Saved data entries
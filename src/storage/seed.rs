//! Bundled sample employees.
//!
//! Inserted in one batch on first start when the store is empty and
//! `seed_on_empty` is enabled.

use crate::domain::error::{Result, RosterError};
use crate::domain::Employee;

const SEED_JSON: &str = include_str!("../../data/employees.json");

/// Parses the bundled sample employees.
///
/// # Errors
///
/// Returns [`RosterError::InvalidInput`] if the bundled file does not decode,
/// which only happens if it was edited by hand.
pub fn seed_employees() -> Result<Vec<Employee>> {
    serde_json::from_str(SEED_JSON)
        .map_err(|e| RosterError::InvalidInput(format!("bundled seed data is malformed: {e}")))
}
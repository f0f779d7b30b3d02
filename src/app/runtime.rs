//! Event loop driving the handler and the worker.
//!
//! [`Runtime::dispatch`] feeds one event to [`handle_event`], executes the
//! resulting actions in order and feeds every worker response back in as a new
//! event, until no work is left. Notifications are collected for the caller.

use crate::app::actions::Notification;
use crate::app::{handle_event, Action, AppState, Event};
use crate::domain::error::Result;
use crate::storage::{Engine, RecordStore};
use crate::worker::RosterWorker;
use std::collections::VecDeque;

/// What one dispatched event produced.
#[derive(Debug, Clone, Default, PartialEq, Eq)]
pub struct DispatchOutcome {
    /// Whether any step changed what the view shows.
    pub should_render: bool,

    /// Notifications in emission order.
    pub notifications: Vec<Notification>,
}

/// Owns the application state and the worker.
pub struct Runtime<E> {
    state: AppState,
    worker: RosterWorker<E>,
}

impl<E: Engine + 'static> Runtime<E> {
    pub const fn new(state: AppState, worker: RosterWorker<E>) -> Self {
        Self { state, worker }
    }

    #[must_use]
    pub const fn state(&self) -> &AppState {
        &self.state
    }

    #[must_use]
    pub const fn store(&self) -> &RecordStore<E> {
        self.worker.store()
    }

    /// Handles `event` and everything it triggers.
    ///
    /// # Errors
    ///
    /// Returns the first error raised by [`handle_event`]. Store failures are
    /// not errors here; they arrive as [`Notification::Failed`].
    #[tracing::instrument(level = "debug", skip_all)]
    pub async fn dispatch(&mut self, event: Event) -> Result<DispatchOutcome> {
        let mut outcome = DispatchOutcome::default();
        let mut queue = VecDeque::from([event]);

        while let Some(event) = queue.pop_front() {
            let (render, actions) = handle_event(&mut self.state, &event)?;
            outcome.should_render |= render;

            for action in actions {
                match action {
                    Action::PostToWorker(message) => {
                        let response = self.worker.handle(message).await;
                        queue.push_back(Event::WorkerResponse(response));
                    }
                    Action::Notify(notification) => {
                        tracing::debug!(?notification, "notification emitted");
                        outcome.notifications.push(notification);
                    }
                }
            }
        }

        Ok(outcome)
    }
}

---

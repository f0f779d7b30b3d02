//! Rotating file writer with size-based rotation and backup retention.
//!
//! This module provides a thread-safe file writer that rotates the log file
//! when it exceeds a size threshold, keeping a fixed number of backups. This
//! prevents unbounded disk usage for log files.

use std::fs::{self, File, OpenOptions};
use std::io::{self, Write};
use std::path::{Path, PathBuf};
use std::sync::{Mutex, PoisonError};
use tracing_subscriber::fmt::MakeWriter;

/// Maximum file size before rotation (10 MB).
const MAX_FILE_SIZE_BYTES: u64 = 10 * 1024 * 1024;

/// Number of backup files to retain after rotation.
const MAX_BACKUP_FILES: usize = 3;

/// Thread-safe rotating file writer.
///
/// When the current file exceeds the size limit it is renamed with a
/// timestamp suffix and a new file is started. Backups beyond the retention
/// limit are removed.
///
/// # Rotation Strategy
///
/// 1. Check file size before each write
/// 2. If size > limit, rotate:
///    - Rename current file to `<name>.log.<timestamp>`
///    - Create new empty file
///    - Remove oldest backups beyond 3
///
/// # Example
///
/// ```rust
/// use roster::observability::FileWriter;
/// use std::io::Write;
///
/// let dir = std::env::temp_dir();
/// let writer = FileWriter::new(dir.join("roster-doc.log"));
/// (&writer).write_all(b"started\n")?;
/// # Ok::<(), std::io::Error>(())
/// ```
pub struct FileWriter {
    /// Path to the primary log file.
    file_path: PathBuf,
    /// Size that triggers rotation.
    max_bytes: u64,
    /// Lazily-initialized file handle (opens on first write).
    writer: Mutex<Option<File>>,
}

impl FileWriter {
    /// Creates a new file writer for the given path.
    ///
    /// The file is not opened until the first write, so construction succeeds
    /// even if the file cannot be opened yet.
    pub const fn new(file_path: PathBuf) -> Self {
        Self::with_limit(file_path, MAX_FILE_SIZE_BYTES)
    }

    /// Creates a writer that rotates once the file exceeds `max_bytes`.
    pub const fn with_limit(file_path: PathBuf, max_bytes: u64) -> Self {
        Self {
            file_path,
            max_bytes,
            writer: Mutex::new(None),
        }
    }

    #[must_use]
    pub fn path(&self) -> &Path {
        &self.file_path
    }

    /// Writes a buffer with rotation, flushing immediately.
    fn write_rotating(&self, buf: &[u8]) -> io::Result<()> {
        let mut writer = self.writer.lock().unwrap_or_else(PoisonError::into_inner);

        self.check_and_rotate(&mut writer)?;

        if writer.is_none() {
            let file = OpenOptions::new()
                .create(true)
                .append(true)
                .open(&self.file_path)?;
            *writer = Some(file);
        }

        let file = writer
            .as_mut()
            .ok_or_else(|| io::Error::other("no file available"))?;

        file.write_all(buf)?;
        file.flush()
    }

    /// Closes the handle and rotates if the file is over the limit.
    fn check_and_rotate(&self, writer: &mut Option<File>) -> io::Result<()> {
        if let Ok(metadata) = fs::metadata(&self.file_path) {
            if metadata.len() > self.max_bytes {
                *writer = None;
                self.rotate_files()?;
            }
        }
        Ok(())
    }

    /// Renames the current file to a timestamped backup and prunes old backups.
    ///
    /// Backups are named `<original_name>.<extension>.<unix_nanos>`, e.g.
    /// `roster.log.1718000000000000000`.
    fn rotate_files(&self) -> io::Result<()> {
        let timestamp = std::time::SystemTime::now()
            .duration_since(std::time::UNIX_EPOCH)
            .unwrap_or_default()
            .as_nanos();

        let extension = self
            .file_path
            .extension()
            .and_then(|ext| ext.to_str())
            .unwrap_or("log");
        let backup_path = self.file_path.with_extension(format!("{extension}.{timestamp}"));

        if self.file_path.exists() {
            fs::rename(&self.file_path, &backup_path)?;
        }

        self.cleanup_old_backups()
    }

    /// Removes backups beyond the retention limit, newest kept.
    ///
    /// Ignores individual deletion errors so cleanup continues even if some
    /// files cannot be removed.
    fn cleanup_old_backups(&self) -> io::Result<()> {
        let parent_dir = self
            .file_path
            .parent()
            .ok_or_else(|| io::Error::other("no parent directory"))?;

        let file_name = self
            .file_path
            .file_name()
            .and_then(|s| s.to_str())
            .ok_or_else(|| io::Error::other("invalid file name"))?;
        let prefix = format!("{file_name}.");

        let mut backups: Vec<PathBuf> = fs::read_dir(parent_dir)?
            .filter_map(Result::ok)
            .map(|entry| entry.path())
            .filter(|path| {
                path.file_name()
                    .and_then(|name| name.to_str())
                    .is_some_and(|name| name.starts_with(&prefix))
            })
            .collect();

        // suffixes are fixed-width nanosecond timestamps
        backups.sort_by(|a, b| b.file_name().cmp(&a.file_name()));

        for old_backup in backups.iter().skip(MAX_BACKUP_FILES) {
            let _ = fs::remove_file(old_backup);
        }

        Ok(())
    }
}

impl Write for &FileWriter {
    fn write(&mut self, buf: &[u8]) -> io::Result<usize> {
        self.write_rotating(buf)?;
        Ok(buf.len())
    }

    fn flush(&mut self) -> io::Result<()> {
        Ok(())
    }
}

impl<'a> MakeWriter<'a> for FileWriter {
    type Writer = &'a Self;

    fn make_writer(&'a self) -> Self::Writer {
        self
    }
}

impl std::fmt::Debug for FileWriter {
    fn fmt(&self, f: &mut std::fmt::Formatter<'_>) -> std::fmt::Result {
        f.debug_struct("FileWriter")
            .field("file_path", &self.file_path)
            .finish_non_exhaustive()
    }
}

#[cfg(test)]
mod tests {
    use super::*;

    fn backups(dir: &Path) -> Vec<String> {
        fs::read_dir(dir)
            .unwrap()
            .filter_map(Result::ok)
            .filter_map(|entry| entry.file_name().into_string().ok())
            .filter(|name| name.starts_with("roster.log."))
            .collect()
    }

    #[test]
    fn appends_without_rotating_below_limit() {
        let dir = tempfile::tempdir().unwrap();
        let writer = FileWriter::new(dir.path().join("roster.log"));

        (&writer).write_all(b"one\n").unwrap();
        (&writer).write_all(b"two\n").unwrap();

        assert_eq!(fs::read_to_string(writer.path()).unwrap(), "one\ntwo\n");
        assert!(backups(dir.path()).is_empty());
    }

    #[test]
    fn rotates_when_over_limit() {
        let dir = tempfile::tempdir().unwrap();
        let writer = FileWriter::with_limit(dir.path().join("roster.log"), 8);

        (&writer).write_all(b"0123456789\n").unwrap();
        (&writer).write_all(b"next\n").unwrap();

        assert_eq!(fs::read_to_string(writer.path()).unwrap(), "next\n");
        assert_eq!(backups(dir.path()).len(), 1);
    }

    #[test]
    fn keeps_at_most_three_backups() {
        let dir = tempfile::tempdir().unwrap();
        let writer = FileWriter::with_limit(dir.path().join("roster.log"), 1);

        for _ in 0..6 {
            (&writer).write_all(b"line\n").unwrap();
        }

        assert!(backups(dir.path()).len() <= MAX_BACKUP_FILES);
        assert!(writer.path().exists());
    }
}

■ Your objective ■
From the data above, output exactly the lines between the one containing "filename src/storage/seed.rs" and the one containing "pub struct DispatchOutcome", counting both of them.

■ Finished task ■
filename src/storage/seed.rs
//! Bundled sample employees.
//!
//! Inserted in one batch on first start when the store is empty and
//! `seed_on_empty` is enabled.

use crate::domain::error::{Result, RosterError};
use crate::domain::Employee;

const SEED_JSON: &str = include_str!("../../data/employees.json");

/// Parses the bundled sample employees.
///
/// # Errors
///
/// Returns [`RosterError::InvalidInput`] if the bundled file does not decode,
/// which only happens if it was edited by hand.
pub fn seed_employees() -> Result<Vec<Employee>> {
    serde_json::from_str(SEED_JSON)
        .map_err(|e| RosterError::InvalidInput(format!("bundled seed data is malformed: {e}")))
}
repository f0f779d7b30b3d02
filename src/app/runtime.rs
//! Event loop driving the handler and the worker.
//!
//! [`Runtime::dispatch`] feeds one event to [`handle_event`], executes the
//! resulting actions in order and feeds every worker response back in as a new
//! event, until no work is left. Notifications are collected for the caller.

use crate::app::actions::Notification;
use crate::app::{handle_event, Action, AppState, Event};
use crate::domain::error::Result;
use crate::storage::{Engine, RecordStore};
use crate::worker::RosterWorker;
use std::collections::VecDeque;

/// What one dispatched event produced.
#[derive(Debug, Clone, Default, PartialEq, Eq)]
pub struct DispatchOutcome {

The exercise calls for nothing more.